Everyone's trajectory when it comes to recovery after a loss is different: some are ready to move on sooner and others, like myself, take longer. There is no timetable to follow on this, you simply follow your heart. It will tell you when you are ready and mine did, at exactly the right time.
So as I look forward to a New Year full of promise for all of us, what am I hoping for? More adventures, more fun, and more valuable life experiences perhaps I have not experienced before. That applies to all aspects of my life now and I am ready for that.
First and foremost, I am putting the failed dating disasters and relationship attempts of the past year or so in the rear view mirror. They were all valuable life lessons for me and offer insight into just how difficult finding a second great romance can be.

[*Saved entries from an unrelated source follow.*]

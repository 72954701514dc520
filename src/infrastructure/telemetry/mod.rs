//! Fire-and-forget telemetry collaborator.
//!
//! The pipeline and resolver emit one line per notable event (row rejected,
//! batch committed, resolution outcome). Emission is best-effort by contract:
//! no implementation may fail, block, or surface an error into the calling
//! flow.

pub mod http_sink;

pub use http_sink::HttpTelemetrySink;

use serde::Serialize;

/// Which half of the system produced the line.
#[derive(Debug, Clone, Copy, PartialEq, Eq, Serialize)]
#[serde(rename_all = "lowercase")]
pub enum TelemetryStack {
    Frontend,
    Backend,
}

/// Severity of a telemetry line.
#[derive(Debug, Clone, Copy, PartialEq, Eq, Serialize)]
#[serde(rename_all = "lowercase")]
pub enum TelemetryLevel {
    Debug,
    Info,
    Warn,
    Error,
    Fatal,
}

/// Best-effort event sink.
pub trait TelemetrySink: Send + Sync {
    /// Emits one line. Implementations swallow every failure.
    fn emit(&self, stack: TelemetryStack, level: TelemetryLevel, category: &str, message: &str);
}

/// Sink used when no telemetry endpoint is configured.
pub struct NullSink;

impl TelemetrySink for NullSink {
    fn emit(&self, _: TelemetryStack, _: TelemetryLevel, _: &str, _: &str) {}
}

I remain optimistic however, and I am totally open minded as to what form it may take. I have learned to embrace change and be brave, be optimistic and face what life gives you with clarity and enthusiasm. If it doesn't happen this year, perhaps next. It doesn't matter. I am ready whenever it happens.
In other aspects of my life, I am still reorganizing the house and simplifying my life somewhat, and redefining who and where I am in this world. Yes, I have become a bit of a dandy now that I am retired and that is not by chance but rather by design. I am enjoying the fun and sense of adventure (well a little bit anyway!) it brings me. And in the process a lot of new friends too!
So for 2024 I say: bring it on. Let's see what happens. Show care and concern for those around you and above all else, take care of yourself first. I do and I feel now I am well taken care of, again, in my life.
Have a wonderful New Year celebration and embrace what the new year has to offer us. I know I am.
Have a great weekend and Happy New Year!
December 30th, 2023.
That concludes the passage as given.